Starting at the line below holding "pub mod ideas;" and stopping at the line holding "pub(crate) fn explain(err: anyhow::Error)", print every line exactly, both ends included, and leave the rest out.
(Beginning of DATA TO USE)
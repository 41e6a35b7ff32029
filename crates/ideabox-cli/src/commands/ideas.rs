use std::path::{Path, PathBuf};

use anyhow::{anyhow, Context, Result};

use ideabox_core::models::NewIdea;
use ideabox_core::utils::{format_timestamp, truncate_string};

use super::{explain, require_route, SUBMIT_ROUTE};
use crate::app::App;

/// Maximum title width in the idea list
const TITLE_WIDTH: usize = 40;

/// Maximum summary width in the idea list
const SUMMARY_WIDTH: usize = 60;

pub async fn list(app: &App) -> Result<()> {
    let ideas = app.client.list_ideas().await.map_err(explain)?;
    if ideas.is_empty() {
        println!("No ideas yet.");
        return Ok(());
    }

    for idea in &ideas {
        println!(
            "#{:<5} {:<width$}  {}  {}",
            idea.id,
            truncate_string(&idea.title, TITLE_WIDTH),
            idea.author,
            format_timestamp(idea.created(), &idea.created_at),
            width = TITLE_WIDTH,
        );
        println!("       {}", truncate_string(&idea.content_summary, SUMMARY_WIDTH));
    }
    Ok(())
}

pub async fn show(app: &App, id: i64) -> Result<()> {
    let idea = app.client.idea(id).await.map_err(explain)?;

    println!("{}", idea.title);
    println!(
        "by {} on {}",
        idea.author,
        format_timestamp(idea.created(), &idea.created_at)
    );
    if let Some(ref url) = idea.image_url {
        println!("image: {}", url);
    }
    println!();
    println!("{}", idea.content);
    Ok(())
}

async fn upload(app: &App, path: &Path) -> Result<String> {
    let filename = path
        .file_name()
        .and_then(|name| name.to_str())
        .ok_or_else(|| anyhow!("Not a file: {}", path.display()))?;
    let bytes =
        std::fs::read(path).with_context(|| format!("Failed to read {}", path.display()))?;

    let stored = app.client.upload_image(filename, bytes).await?;
    println!("Uploaded {}", stored);
    Ok(stored)
}

/// The image goes up first; the idea refers to it by its stored name.
async fn upload_and_submit(
    app: &App,
    title: String,
    content: String,
    image: Option<PathBuf>,
) -> Result<String> {
    let image_filename = match image {
        Some(ref path) => Some(upload(app, path).await?),
        None => None,
    };
    let idea = NewIdea {
        title,
        content,
        image_filename,
    };
    app.client.submit_idea(&idea).await
}

pub async fn submit(
    app: &App,
    title: String,
    content: String,
    image: Option<PathBuf>,
) -> Result<()> {
    require_route(&app.router, SUBMIT_ROUTE)?;
    let location = app.router.subscribe();

    match upload_and_submit(app, title, content, image).await {
        Ok(message) => {
            println!("{}", message);
            Ok(())
        }
        Err(e) => {
            if location.has_changed().unwrap_or(false) {
                eprintln!("Your session ended; returned to {}", app.router.current());
            }
            Err(explain(e))
        }
    }
}
//! Client-side session handling for the ideabox idea board.
//!
//! Outgoing requests carry the stored access token; an expired token is
//! refreshed once (shared by every request that hit the expiry) and the
//! request replayed. A failed refresh logs the user out and sends them back
//! to the login route. Protected routes are guarded at navigation time.

pub mod api;
pub mod auth;
pub mod config;
pub mod models;
pub mod nav;
pub mod utils;

#[cfg(test)]
mod test_support;

pub use api::{ApiError, IdeaClient};
pub use auth::{FileTokenStore, KeyringTokenStore, MemoryTokenStore, Slot, TokenStore};
pub use config::{Config, TokenStorage};
pub use nav::{Navigation, Navigator, Router};
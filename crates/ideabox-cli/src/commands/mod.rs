//! Subcommand implementations.

pub mod draft;
pub mod ideas;
pub mod session;

use anyhow::{anyhow, Result};
use ideabox_core::nav::NavError;
use ideabox_core::{ApiError, Navigation, Router};

use crate::app::App;

/// Route that submitting ideas and editing the draft live behind.
pub(crate) const SUBMIT_ROUTE: &str = "submit-idea";

/// Replace failures a user can act on with a plain message.
pub(crate) fn explain(err: anyhow::Error) -> anyhow::Error {
    match err.downcast_ref::<ApiError>() {
        Some(e) if e.is_auth_expired() => anyhow!("Session expired. Please log in again."),
        Some(e) if e.is_timeout() => anyhow!("The server did not respond in time. Try again later."),
        _ => err,
    }
}

/// Enter the named route before acting on it, so the login guard applies.
pub(crate) fn require_route(router: &Router, name: &str) -> Result<()> {
    let path = router
        .routes()
        .by_name(name)
        .map(|route| route.path.clone())
        .ok_or_else(|| anyhow!("No route named {} is configured", name))?;

    match router.navigate(&path)? {
        Navigation::Entered { .. } => Ok(()),
        Navigation::Redirected { to } => {
            tracing::debug!(route = name, redirect = %to, "Route requires login");
            Err(anyhow!("Please log in first: run `ideabox login`"))
        }
    }
}

pub fn open(app: &App, path: &str) -> Result<()> {
    let navigation = match app.router.navigate(path) {
        Ok(navigation) => navigation,
        Err(NavError::NotFound(_)) => {
            let known: Vec<&str> = app
                .router
                .routes()
                .routes()
                .iter()
                .map(|route| route.path.as_str())
                .collect();
            return Err(anyhow!("Unknown route {}. Known routes: {}", path, known.join(", ")));
        }
    };

    match navigation {
        Navigation::Entered { route, path } => {
            println!("{} ({})", route.name, path);
        }
        Navigation::Redirected { to } => {
            println!("Login required, redirected to {}", to);
        }
    }
    Ok(())
}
(End of DATA TO USE)
### ANSWER AREA
pub mod ideas;
pub mod session;

use anyhow::{anyhow, Result};
use ideabox_core::nav::NavError;
use ideabox_core::{ApiError, Navigation, Router};

use crate::app::App;

/// Route that submitting ideas and editing the draft live behind.
pub(crate) const SUBMIT_ROUTE: &str = "submit-idea";

/// Replace failures a user can act on with a plain message.
pub(crate) fn explain(err: anyhow::Error) -> anyhow::Error {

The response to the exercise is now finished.